Underneath it all, additionally, the power struggle still rumbles, and for all the public shows of unity between Riquelme and Tevez the concern that he remains a figurehead for the previous administration still gnaws at those now in charge.

Thankfully, then, relief is on the horizon. The Libertadores is set to restart in earnest on September 15, giving Boca little over two months to prepare as they look to pick up where they left off in Group H. It is the prize everyone wants around the Bombonera, perhaps none more than Tevez, whose sole taste of South America's most important club trophy came almost two decades ago in 2003.

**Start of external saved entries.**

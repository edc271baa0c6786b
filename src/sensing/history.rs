use std::collections::BTreeMap;

use serde::{Deserialize, Serialize};

use crate::models::EmotionLabel;

pub const MOOD_WINDOW: usize = 10;

/// One persisted record from the sensing backend's emotion log.
#[derive(Debug, Clone, Serialize, Deserialize, PartialEq, Default)]
#[serde(default)]
pub struct EmotionRecord {
    pub time: String,
    pub facial_emotion: Option<String>,
    pub voice_emotion: Option<String>,
    pub interaction_emotion: Option<String>,
    pub final_emotion: Option<String>,
    pub value: f64,
}

impl EmotionRecord {
    pub fn label(&self) -> EmotionLabel {
        self.final_emotion
            .as_deref()
            .map(EmotionLabel::parse)
            .unwrap_or_default()
    }
}

#[derive(Debug, Clone, Serialize, PartialEq, Default)]
#[serde(rename_all = "camelCase")]
pub struct MoodSummary {
    /// Labels of the most recent records, oldest first.
    pub recent: Vec<(String, EmotionLabel)>,
    pub counts: BTreeMap<EmotionLabel, usize>,
    pub dominant: Option<EmotionLabel>,
}

/// Summarises the last [`MOOD_WINDOW`] records. Ties for the dominant label
/// go to the most recent one.
pub fn summarize(records: &[EmotionRecord]) -> MoodSummary {
    let start = records.len().saturating_sub(MOOD_WINDOW);
    let window = &records[start..];

    let recent: Vec<(String, EmotionLabel)> = window
        .iter()
        .map(|record| (record.time.clone(), record.label()))
        .collect();

    let mut counts = BTreeMap::new();
    for (_, label) in &recent {
        *counts.entry(*label).or_insert(0usize) += 1;
    }

    // max_by_key keeps the last maximum, i.e. the most recent label.
    let dominant = recent
        .iter()
        .map(|(_, label)| *label)
        .max_by_key(|label| counts.get(label).copied().unwrap_or(0));

    MoodSummary {
        recent,
        counts,
        dominant,
    }
}

#[cfg(test)]
mod tests {
    use super::*;

    fn record(time: &str, label: &str) -> EmotionRecord {
        EmotionRecord {
            time: time.into(),
            final_emotion: Some(label.into()),
            ..EmotionRecord::default()
        }
    }

    #[test]
    fn keeps_only_the_last_ten_records() {
        let records: Vec<_> = (0..14)
            .map(|i| record(&format!("10:{i:02}"), if i < 4 { "Sleepy" } else { "Engaged" }))
            .collect();

        let summary = summarize(&records);
        assert_eq!(summary.recent.len(), MOOD_WINDOW);
        assert_eq!(summary.recent[0].0, "10:04");
        assert_eq!(summary.counts.get(&EmotionLabel::Sleepy), None);
        assert_eq!(summary.dominant, Some(EmotionLabel::Engaged));
    }

    #[test]
    fn ties_favour_the_most_recent_label() {
        let records = vec![
            record("1", "Confused"),
            record("2", "Happy"),
            record("3", "Confused"),
            record("4", "Happy"),
        ];
        assert_eq!(summarize(&records).dominant, Some(EmotionLabel::Happy));
    }

    #[test]
    fn missing_final_emotion_counts_as_unknown() {
        let records = vec![EmotionRecord::default()];
        let summary = summarize(&records);
        assert_eq!(summary.counts.get(&EmotionLabel::Unknown), Some(&1));
    }

    #[test]
    fn empty_history_has_no_dominant_label() {
        assert_eq!(summarize(&[]).dominant, None);
    }
}
//! Line-oriented terminal front end for the coordinator.

pub mod commands;
pub mod view;

use std::io::Write;

use anyhow::{Context, Result};
use log::warn;
use tokio::io::{AsyncBufReadExt, BufReader};
use tokio::sync::broadcast::error::RecvError;
use tokio::task::JoinHandle;

use crate::coordinator::{CoordinatorHandle, ShellAction};

pub use commands::{parse_line, CommandError, ShellInput, HELP};
pub use view::{render_status, render_update, RevealPrinter};

fn emit(text: &str) {
    if text.is_empty() {
        return;
    }
    let mut stdout = std::io::stdout().lock();
    let _ = stdout.write_all(text.as_bytes());
    let _ = stdout.flush();
}

/// Reads commands from stdin until `quit` or end of input, printing
/// coordinator updates and the narration reveal as they arrive.
pub async fn run_shell(
    handle: CoordinatorHandle,
    coordinator: JoinHandle<Result<()>>,
) -> Result<()> {
    let mut lines = BufReader::new(tokio::io::stdin()).lines();
    let mut updates = handle.subscribe();
    let mut narration = handle.narration();
    let mut printer = RevealPrinter::new();

    emit("EmoLearn ready. Type 'help' for commands.\n");

    loop {
        tokio::select! {
            line = lines.next_line() => {
                let Some(line) = line.context("failed to read stdin")? else {
                    handle.send(ShellAction::Shutdown)?;
                    break;
                };
                match parse_line(&line) {
                    Ok(None) => {}
                    Ok(Some(ShellInput::Help)) => emit(&format!("{HELP}\n")),
                    Ok(Some(ShellInput::Status)) => {
                        emit(&format!("{}\n", render_status(&handle.snapshot())));
                    }
                    Ok(Some(ShellInput::Action(action))) => {
                        let quitting = action == ShellAction::Shutdown;
                        handle.send(action)?;
                        if quitting {
                            break;
                        }
                    }
                    Err(err) => emit(&format!("! {err}\n")),
                }
            }
            update = updates.recv() => match update {
                Ok(update) => {
                    if let Some(text) = render_update(&update) {
                        emit(&format!("{text}\n"));
                    }
                }
                Err(RecvError::Lagged(skipped)) => warn!("shell skipped {skipped} updates"),
                Err(RecvError::Closed) => break,
            },
            changed = narration.changed() => {
                if changed.is_err() {
                    break;
                }
                let snapshot = narration.borrow_and_update().clone();
                emit(&printer.advance(&snapshot));
            }
        }
    }

    coordinator
        .await
        .context("coordinator task panicked")?
}
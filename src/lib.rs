pub mod calming;
pub mod coordinator;
pub mod intervention;
pub mod models;
pub mod narration;
pub mod sensing;
pub mod settings;
pub mod shell;
#[cfg(any(test, feature = "testing"))]
pub mod testing;
pub mod tutor;
pub mod utils;

use std::sync::Arc;

use anyhow::Context;
use coordinator::{CoordinatorDeps, CoordinatorHandle};
use settings::SettingsStore;

pub fn run() -> anyhow::Result<()> {
    // RUST_LOG overrides the default level
    env_logger::Builder::new()
        .filter_level(log::LevelFilter::Info)
        .parse_default_env()
        .init();

    log::info!("EmoLearn starting up...");

    let settings = Arc::new(SettingsStore::from_env()?);
    let runtime = tokio::runtime::Builder::new_current_thread()
        .enable_all()
        .build()
        .context("failed to build tokio runtime")?;

    let result = runtime.block_on(async move {
        let deps = CoordinatorDeps::from_settings(&settings.snapshot());
        let (handle, coordinator) = CoordinatorHandle::spawn(settings, deps);
        shell::run_shell(handle, coordinator).await
    });
    // a pending stdin read would otherwise block shutdown
    runtime.shutdown_background();
    result?;

    log::info!("EmoLearn shut down");
    Ok(())
}
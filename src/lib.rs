//! Bulk URL status checking.
//!
//! Targets are checked concurrently with a bounded number in flight. Each
//! check tries HEAD first and falls back to GET when the server rejects
//! the method; every outcome lands in one of three buckets of a
//! [`BatchReport`]: working (status 200 to 399), broken (any other status)
//! or error (no HTTP response at all).
//!
//! ```no_run
//! use urlcheck::{Checker, Config, Dispatcher, UrlTarget};
//!
//! # async fn run() -> urlcheck::Result<()> {
//! let config = Config::default();
//! let dispatcher = Dispatcher::new(Checker::from_config(&config)?);
//! let targets = UrlTarget::from_raw_list(["example.com", "https://example.org/missing"]);
//! let report = dispatcher.run(&targets, config.run_settings()).await?;
//! println!("{} working, {} broken, {} errors", report.working(), report.broken(), report.errors());
//! # Ok(())
//! # }
//! ```

pub mod config;
pub mod core;
pub mod input;
pub mod reporting;
pub mod ui;
pub mod validation;

pub use crate::config::{CliConfig, Config, RunSettings};
pub use crate::core::{Result, UrlCheckError, UrlTarget};
pub use crate::validation::{
    BatchReport, Bucket, CheckKind, CheckOutcome, CheckUrl, Checker, Dispatcher, ProgressSink,
};
//! Console output for urlcheck

use chrono::{SecondsFormat, Utc};
use serde::Serialize;
use std::io::{self, Write};

use crate::config::RunSettings;
use crate::core::constants::output_formats;
use crate::core::error::Result;
use crate::ui::color::{Colors, bucket_color, bucket_symbol, colorize};
use crate::validation::{BatchReport, Bucket, CheckOutcome};

#[derive(Serialize)]
struct JsonOutput<'a> {
    checked_at: String,
    #[serde(flatten)]
    report: &'a BatchReport,
}

/// Announce a run before it starts
pub fn display_run_start(total: usize, settings: &RunSettings) {
    println!(
        "{} {} URLs with {} workers (timeout {}s{})...",
        colorize("Checking", Colors::BRIGHT_CYAN),
        colorize(&total.to_string(), Colors::BRIGHT_WHITE),
        settings.max_concurrency,
        settings.timeout.as_secs(),
        if settings.verify_tls {
            ""
        } else {
            ", TLS verification off"
        }
    );
}

/// Print the report to stdout in the requested format
pub fn display_report(report: &BatchReport, output_format: &str, quiet: bool) -> Result<()> {
    let stdout = io::stdout();
    let mut out = stdout.lock();
    write_report(&mut out, report, output_format, quiet)
}

/// Render the report in the requested format
pub fn write_report<W: Write>(
    out: &mut W,
    report: &BatchReport,
    output_format: &str,
    quiet: bool,
) -> Result<()> {
    match output_format {
        output_formats::MINIMAL => write_minimal(out, report)?,
        output_formats::JSON => write_json(out, report)?,
        _ => write_text(out, report, quiet)?,
    }
    Ok(())
}

/// One line per URL: status code (or error label) and URL
fn write_minimal<W: Write>(out: &mut W, report: &BatchReport) -> io::Result<()> {
    for outcome in report.outcomes() {
        match (outcome.status_code(), outcome.error_kind()) {
            (Some(code), _) => writeln!(out, "{code} {}", outcome.url)?,
            (None, Some(kind)) => writeln!(out, "{} {}", kind.label(), outcome.url)?,
            (None, None) => writeln!(out, "error {}", outcome.url)?,
        }
    }
    Ok(())
}

fn write_json<W: Write>(out: &mut W, report: &BatchReport) -> Result<()> {
    let output = JsonOutput {
        checked_at: Utc::now().to_rfc3339_opts(SecondsFormat::Secs, true),
        report,
    };
    serde_json::to_writer_pretty(&mut *out, &output)?;
    writeln!(out)?;
    Ok(())
}

fn write_text<W: Write>(out: &mut W, report: &BatchReport, quiet: bool) -> io::Result<()> {
    if !quiet {
        writeln!(out, "\n===== URL CHECK RESULTS =====")?;
        for (bucket, heading) in [
            (Bucket::Working, "WORKING URLs"),
            (Bucket::Broken, "BROKEN URLs"),
            (Bucket::Error, "ERRORS"),
        ] {
            let count = report.in_bucket(bucket).count();
            writeln!(
                out,
                "\n{}",
                colorize(&format!("{heading}: {count}"), bucket_color(bucket))
            )?;
            for outcome in report.in_bucket(bucket) {
                writeln!(out, "  {}", format_row(bucket, outcome))?;
            }
        }
    }

    write_summary(out, report)
}

fn format_row(bucket: Bucket, outcome: &CheckOutcome) -> String {
    let symbol = colorize(bucket_symbol(bucket), bucket_color(bucket));
    let redirect = if outcome.redirect_chain().is_empty() {
        String::new()
    } else {
        format!(" -> {}", outcome.final_url())
    };
    match bucket {
        Bucket::Working => format!("{symbol} {outcome}{redirect}"),
        Bucket::Broken => format!(
            "{symbol} {} - {} {}{redirect}",
            outcome.url,
            outcome.status_code().unwrap_or_default(),
            outcome.reason()
        ),
        Bucket::Error => format!("{symbol} {outcome}"),
    }
}

fn write_summary<W: Write>(out: &mut W, report: &BatchReport) -> io::Result<()> {
    writeln!(
        out,
        "\n{}",
        colorize(
            &format!("{}===== SUMMARY ====={}", Colors::BOLD, Colors::RESET),
            Colors::BRIGHT_CYAN
        )
    )?;
    writeln!(out, "Total URLs checked: {}", report.total())?;
    for (label, count) in [
        ("Working", report.working()),
        ("Broken", report.broken()),
        ("Errors", report.errors()),
    ] {
        writeln!(out, "{label}: {count} ({:.1}%)", report.percentage(count))?;
    }
    if report.cancelled() {
        writeln!(
            out,
            "{}",
            colorize(
                "Run cancelled before every URL was checked",
                Colors::BRIGHT_YELLOW
            )
        )?;
    }
    Ok(())
}

/// Confirm where the CSV report went
pub fn display_report_saved(path: &str, rows: usize) {
    println!("Report saved to {path} ({rows} rows)");
}
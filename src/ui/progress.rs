use indicatif::{MultiProgress, ProgressBar, ProgressDrawTarget, ProgressStyle};
use std::sync::Arc;
use std::time::Duration;

use crate::validation::ProgressSink;

const URL_BAR_TEMPLATE: &str =
    "{spinner:.green} [{elapsed_precise}] [{bar:40.yellow/red}] {pos}/{len} URLs checked ({eta})";

/// indicatif progress bar fed by the dispatcher's `(completed, total)` updates
pub struct ProgressReporter {
    multi_progress: Arc<MultiProgress>,
    url_progress: Option<ProgressBar>,
    enabled: bool,
}

impl ProgressReporter {
    pub fn new(enabled: bool) -> Self {
        Self {
            multi_progress: Arc::new(MultiProgress::new()),
            url_progress: None,
            enabled,
        }
    }

    /// Reporter that draws nowhere, for tests and piped output
    pub fn hidden() -> Self {
        Self {
            multi_progress: Arc::new(MultiProgress::with_draw_target(
                ProgressDrawTarget::hidden(),
            )),
            url_progress: None,
            enabled: true,
        }
    }

    pub fn start_url_checks(&mut self, total_urls: usize) {
        if !self.enabled {
            return;
        }

        let pb = self.multi_progress.add(ProgressBar::new(total_urls as u64));
        let style = ProgressStyle::default_bar()
            .template(URL_BAR_TEMPLATE)
            .unwrap_or_else(|_| ProgressStyle::default_bar())
            .progress_chars("#>-");
        pb.set_style(style);
        pb.set_message("Checking URLs");
        pb.enable_steady_tick(Duration::from_millis(120));
        self.url_progress = Some(pb);
    }

    /// Move the bar forward; updates from racing workers may arrive out of order
    pub fn update_url_progress(&self, current: usize) {
        if let Some(ref pb) = self.url_progress {
            pb.set_position(pb.position().max(current as u64));
        }
    }

    pub fn position(&self) -> Option<u64> {
        self.url_progress.as_ref().map(ProgressBar::position)
    }

    pub fn finish_url_checks(&self, working: usize, total: usize) {
        if let Some(ref pb) = self.url_progress {
            let message = if working == total {
                "✓ All URLs working".to_string()
            } else {
                format!("✓ Check complete ({working}/{total} working)")
            };
            pb.finish_with_message(message);
        }
    }

    pub fn finish_and_clear(&self) {
        if self.enabled {
            self.multi_progress.clear().unwrap_or(());
        }
    }

    pub fn log_warning(&self, message: &str) {
        if self.enabled {
            self.multi_progress
                .println(format!("⚠ {message}"))
                .unwrap_or(());
        }
    }
}

impl ProgressSink for ProgressReporter {
    fn report(&self, completed: usize, _total: usize) {
        self.update_url_progress(completed);
    }
}
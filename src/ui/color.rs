//! Color and symbol utilities for terminal output

use crate::core::constants::display;
use crate::validation::Bucket;

pub struct Colors;

impl Colors {
    pub const RESET: &'static str = "\x1b[0m";
    pub const BOLD: &'static str = "\x1b[1m";
    pub const BRIGHT_RED: &'static str = "\x1b[91m";
    pub const BRIGHT_GREEN: &'static str = "\x1b[92m";
    pub const BRIGHT_YELLOW: &'static str = "\x1b[93m";
    pub const BRIGHT_CYAN: &'static str = "\x1b[96m";
    pub const BRIGHT_WHITE: &'static str = "\x1b[97m";
}

/// Apply color to text if terminal supports it
pub fn colorize(text: &str, color: &str) -> String {
    if supports_formatting() {
        format!("{}{}{}", color, text, Colors::RESET)
    } else {
        text.to_string()
    }
}

/// Terminal capability detection
pub fn supports_formatting() -> bool {
    use std::env;

    if env::var("NO_COLOR").is_ok() || env::var("FORCE_COLOR").as_deref() == Ok("0") {
        return false;
    }

    if env::var("FORCE_COLOR").is_ok() {
        return true;
    }

    // Disable formatting when running tests
    if cfg!(test) || env::var("RUST_TEST_TIME_UNIT").is_ok() {
        return false;
    }

    if !atty::is(atty::Stream::Stdout) {
        return false;
    }

    match env::var("TERM") {
        Ok(term) => !(term == "dumb" || term.is_empty()),
        Err(_) => false,
    }
}

/// Color used for a bucket's heading and rows
pub fn bucket_color(bucket: Bucket) -> &'static str {
    match bucket {
        Bucket::Working => Colors::BRIGHT_GREEN,
        Bucket::Broken => Colors::BRIGHT_RED,
        Bucket::Error => Colors::BRIGHT_YELLOW,
    }
}

/// Marker printed in front of each row of a bucket
pub fn bucket_symbol(bucket: Bucket) -> &'static str {
    match bucket {
        Bucket::Working => display::WORKING_MARK,
        Bucket::Broken => display::BROKEN_MARK,
        Bucket::Error => display::ERROR_MARK,
    }
}
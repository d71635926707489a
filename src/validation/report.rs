use serde::Serialize;

use crate::validation::outcome::{Bucket, CheckOutcome};

/// Final result of a batch: bucket counts plus every outcome in completion order.
#[derive(Debug, Clone, Default, PartialEq, Eq, Serialize)]
pub struct BatchReport {
    total: usize,
    working: usize,
    broken: usize,
    errors: usize,
    cancelled: bool,
    outcomes: Vec<CheckOutcome>,
}

impl BatchReport {
    /// Count buckets over the given outcomes, keeping their order.
    pub fn from_outcomes(outcomes: Vec<CheckOutcome>) -> Self {
        let mut report = Self {
            total: outcomes.len(),
            ..Default::default()
        };
        for outcome in &outcomes {
            match outcome.bucket() {
                Bucket::Working => report.working += 1,
                Bucket::Broken => report.broken += 1,
                Bucket::Error => report.errors += 1,
            }
        }
        report.outcomes = outcomes;
        report
    }

    pub(crate) fn mark_cancelled(&mut self) {
        self.cancelled = true;
    }

    pub fn total(&self) -> usize {
        self.total
    }

    pub fn working(&self) -> usize {
        self.working
    }

    pub fn broken(&self) -> usize {
        self.broken
    }

    pub fn errors(&self) -> usize {
        self.errors
    }

    /// True when the batch stopped before every target was checked.
    pub fn cancelled(&self) -> bool {
        self.cancelled
    }

    pub fn outcomes(&self) -> &[CheckOutcome] {
        &self.outcomes
    }

    pub fn into_outcomes(self) -> Vec<CheckOutcome> {
        self.outcomes
    }

    pub fn in_bucket(&self, bucket: Bucket) -> impl Iterator<Item = &CheckOutcome> {
        self.outcomes
            .iter()
            .filter(move |outcome| outcome.bucket() == bucket)
    }

    /// Share of `count` in the total, rounded to one decimal. Zero for an empty report.
    pub fn percentage(&self, count: usize) -> f64 {
        if self.total == 0 {
            return 0.0;
        }
        (count as f64 / self.total as f64 * 1000.0).round() / 10.0
    }

    /// True when anything is broken or erroring.
    pub fn has_failures(&self) -> bool {
        self.broken + self.errors > 0
    }
}
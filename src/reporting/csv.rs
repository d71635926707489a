//! CSV report writer
//!
//! One row per checked URL, grouped working, broken, then errors.

use csv::Writer;
use log::info;
use serde::Serialize;
use std::fs::File;
use std::io::Write;
use std::path::Path;

use crate::core::error::Result;
use crate::validation::{BatchReport, Bucket, CheckOutcome};

/// Column order of the CSV report.
pub const CSV_HEADERS: [&str; 8] = [
    "url",
    "status_code",
    "reason",
    "response_time",
    "is_error",
    "error_type",
    "redirected",
    "redirect_url",
];

const BUCKET_ORDER: [Bucket; 3] = [Bucket::Working, Bucket::Broken, Bucket::Error];

#[derive(Debug, Serialize)]
struct CsvRow<'a> {
    url: &'a str,
    status_code: Option<u16>,
    reason: &'a str,
    response_time: String,
    is_error: bool,
    error_type: &'a str,
    redirected: bool,
    redirect_url: &'a str,
}

impl<'a> From<&'a CheckOutcome> for CsvRow<'a> {
    fn from(outcome: &'a CheckOutcome) -> Self {
        let redirected = !outcome.redirect_chain().is_empty();
        Self {
            url: &outcome.url,
            status_code: outcome.status_code(),
            reason: outcome.reason(),
            response_time: format!("{:.2}", outcome.elapsed_ms() as f64 / 1000.0),
            is_error: outcome.is_error(),
            error_type: outcome.error_kind().map_or("", |kind| kind.label()),
            redirected,
            redirect_url: if redirected { outcome.final_url() } else { "" },
        }
    }
}

/// Write `report` as CSV to `path`, returning the number of rows written.
pub fn write_report<P: AsRef<Path>>(report: &BatchReport, path: P) -> Result<usize> {
    let path = path.as_ref();
    let file = File::create(path)?;
    let rows = write_report_to(report, file)?;
    info!("Report saved to {}", path.display());
    Ok(rows)
}

/// Write `report` as CSV to any writer.
pub fn write_report_to<W: Write>(report: &BatchReport, writer: W) -> Result<usize> {
    let mut writer = Writer::from_writer(writer);
    if report.total() == 0 {
        // serialize() only emits the header along with the first row
        writer.write_record(CSV_HEADERS)?;
    }

    let mut rows = 0;
    for bucket in BUCKET_ORDER {
        for outcome in report.in_bucket(bucket) {
            writer.serialize(CsvRow::from(outcome))?;
            rows += 1;
        }
    }

    writer.flush()?;
    Ok(rows)
}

Almost five years ago to the day, on July 13, 2015, Tevez stepped out in front of 50,000 baying fans to mark his return to Boca. In front of the likes of Diego Maradona, who hung a banner from his personal box stating: “Thank you for coming back, Carlitos,” the ex-Juve man's message was simple: “The goal is to win championships, and beat River.”

The titles have arrived, but not the one he really wants. Likewise, River have tasted defeat at Carlitos' hand but got the upper hand when it truly counted. Be it 12 months or 18, time is running out for the Boca legend to redress that balance.

The frustrations of the past weeks off the field will soon be forgotten when he finally pulls on the blue and gold shirt again and leads the Xeneize on another Libertadores quest.